■ Data to examine
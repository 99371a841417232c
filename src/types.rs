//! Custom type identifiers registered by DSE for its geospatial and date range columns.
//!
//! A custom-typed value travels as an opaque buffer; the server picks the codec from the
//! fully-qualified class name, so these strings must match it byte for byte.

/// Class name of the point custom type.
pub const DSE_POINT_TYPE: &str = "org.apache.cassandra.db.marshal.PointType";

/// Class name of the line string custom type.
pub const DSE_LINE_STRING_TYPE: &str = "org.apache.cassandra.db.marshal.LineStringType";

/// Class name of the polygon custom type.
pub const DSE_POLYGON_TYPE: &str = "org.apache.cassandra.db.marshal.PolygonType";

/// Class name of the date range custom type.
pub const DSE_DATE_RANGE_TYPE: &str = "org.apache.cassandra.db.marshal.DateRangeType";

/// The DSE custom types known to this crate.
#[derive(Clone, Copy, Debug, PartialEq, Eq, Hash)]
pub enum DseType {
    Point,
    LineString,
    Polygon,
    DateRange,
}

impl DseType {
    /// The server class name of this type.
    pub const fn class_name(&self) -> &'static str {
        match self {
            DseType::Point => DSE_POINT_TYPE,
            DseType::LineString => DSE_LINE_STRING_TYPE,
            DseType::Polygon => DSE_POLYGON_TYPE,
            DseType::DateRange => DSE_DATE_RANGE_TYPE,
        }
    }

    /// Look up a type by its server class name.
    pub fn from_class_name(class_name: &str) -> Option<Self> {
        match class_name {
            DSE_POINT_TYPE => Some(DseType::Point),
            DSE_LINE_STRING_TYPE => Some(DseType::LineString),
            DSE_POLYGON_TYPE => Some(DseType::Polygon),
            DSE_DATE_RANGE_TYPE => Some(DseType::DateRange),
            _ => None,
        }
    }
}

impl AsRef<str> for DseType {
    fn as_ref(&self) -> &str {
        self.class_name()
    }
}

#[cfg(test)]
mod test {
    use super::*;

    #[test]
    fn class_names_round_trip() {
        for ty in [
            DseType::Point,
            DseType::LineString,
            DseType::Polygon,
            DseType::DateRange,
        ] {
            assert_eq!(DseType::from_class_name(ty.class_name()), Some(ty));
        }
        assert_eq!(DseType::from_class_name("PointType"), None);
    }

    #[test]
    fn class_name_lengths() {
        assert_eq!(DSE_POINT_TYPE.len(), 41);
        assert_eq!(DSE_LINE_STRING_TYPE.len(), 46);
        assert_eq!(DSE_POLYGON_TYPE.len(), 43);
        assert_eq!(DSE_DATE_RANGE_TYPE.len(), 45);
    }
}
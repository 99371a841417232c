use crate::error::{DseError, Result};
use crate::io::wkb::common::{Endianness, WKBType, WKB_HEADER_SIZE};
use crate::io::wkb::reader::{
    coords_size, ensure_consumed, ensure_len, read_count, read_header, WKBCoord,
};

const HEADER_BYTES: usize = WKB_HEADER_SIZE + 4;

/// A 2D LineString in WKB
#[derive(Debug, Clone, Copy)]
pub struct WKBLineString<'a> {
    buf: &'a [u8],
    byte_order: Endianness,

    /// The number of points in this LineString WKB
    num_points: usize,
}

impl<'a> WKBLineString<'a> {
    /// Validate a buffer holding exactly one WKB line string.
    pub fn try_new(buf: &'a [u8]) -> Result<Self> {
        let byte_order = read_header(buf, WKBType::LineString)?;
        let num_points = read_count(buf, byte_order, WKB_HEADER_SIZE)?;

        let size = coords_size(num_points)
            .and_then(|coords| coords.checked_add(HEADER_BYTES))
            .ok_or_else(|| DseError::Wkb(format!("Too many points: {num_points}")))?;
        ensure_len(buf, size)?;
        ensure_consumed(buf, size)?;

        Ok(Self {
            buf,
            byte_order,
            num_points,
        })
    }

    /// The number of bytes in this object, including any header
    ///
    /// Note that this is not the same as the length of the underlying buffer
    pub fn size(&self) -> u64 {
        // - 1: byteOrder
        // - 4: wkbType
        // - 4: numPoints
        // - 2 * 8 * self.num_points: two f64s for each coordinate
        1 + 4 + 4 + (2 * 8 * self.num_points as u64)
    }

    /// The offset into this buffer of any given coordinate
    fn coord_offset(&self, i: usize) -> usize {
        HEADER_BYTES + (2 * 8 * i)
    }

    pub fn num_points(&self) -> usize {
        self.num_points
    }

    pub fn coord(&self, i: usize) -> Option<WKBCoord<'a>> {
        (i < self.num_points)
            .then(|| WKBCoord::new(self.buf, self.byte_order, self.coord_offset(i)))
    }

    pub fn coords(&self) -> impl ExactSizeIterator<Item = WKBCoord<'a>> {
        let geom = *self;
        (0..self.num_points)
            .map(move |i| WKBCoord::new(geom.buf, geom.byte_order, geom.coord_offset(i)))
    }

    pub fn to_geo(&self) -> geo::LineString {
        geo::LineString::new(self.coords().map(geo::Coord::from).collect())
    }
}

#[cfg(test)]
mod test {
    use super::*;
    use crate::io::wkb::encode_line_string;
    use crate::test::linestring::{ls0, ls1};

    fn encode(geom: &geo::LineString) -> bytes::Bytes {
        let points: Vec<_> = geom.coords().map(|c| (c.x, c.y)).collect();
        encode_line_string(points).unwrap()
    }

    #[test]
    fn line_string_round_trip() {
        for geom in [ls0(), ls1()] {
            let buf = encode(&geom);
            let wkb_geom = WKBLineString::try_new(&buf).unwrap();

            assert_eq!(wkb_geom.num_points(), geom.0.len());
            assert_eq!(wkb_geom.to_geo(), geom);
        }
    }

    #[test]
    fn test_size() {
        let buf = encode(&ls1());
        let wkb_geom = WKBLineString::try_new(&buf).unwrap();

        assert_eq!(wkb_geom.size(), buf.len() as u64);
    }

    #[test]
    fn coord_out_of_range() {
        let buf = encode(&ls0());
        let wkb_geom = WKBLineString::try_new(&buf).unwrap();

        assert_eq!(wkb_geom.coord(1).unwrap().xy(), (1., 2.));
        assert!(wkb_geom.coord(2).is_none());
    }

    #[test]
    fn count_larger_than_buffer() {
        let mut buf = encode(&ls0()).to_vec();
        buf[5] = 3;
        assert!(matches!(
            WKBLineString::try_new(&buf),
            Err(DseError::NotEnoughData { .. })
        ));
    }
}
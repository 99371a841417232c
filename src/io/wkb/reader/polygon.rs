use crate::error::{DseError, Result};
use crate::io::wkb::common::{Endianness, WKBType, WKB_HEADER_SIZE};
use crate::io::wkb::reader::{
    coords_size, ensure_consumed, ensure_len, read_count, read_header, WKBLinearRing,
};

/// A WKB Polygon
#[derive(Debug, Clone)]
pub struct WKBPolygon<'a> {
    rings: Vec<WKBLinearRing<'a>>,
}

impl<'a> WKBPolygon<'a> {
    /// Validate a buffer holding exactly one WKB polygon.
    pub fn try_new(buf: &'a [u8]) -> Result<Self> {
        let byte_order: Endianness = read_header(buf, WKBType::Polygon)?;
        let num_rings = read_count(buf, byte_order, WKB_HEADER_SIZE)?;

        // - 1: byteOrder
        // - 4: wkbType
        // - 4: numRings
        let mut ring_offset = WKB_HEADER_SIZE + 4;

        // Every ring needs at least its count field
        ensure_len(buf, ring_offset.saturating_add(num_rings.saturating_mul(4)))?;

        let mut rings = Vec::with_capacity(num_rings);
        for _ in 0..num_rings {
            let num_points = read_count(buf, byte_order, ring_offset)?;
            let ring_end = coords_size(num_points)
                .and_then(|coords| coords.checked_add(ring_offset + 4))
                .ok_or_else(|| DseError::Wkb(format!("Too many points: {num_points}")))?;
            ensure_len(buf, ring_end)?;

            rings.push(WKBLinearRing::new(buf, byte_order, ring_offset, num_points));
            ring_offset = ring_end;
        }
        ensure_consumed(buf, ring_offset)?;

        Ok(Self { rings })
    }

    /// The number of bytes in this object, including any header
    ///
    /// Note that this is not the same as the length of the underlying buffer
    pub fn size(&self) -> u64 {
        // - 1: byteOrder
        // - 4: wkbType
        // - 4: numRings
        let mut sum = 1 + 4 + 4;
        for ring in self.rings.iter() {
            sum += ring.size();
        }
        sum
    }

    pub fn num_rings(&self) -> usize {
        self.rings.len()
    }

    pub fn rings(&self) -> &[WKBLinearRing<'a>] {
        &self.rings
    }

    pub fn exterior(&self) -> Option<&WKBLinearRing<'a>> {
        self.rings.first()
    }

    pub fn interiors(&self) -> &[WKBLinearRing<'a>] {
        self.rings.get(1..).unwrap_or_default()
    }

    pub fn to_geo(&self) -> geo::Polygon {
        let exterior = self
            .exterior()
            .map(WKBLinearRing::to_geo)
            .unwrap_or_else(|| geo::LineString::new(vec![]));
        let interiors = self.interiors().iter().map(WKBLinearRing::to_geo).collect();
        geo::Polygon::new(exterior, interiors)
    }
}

■ Problem details
The lines to return are those with the string "Validate" in them; copy each from the entries above.

■ Answer to this task
    /// Validate a buffer holding exactly one WKB line string.
    /// Validate a buffer holding exactly one WKB polygon.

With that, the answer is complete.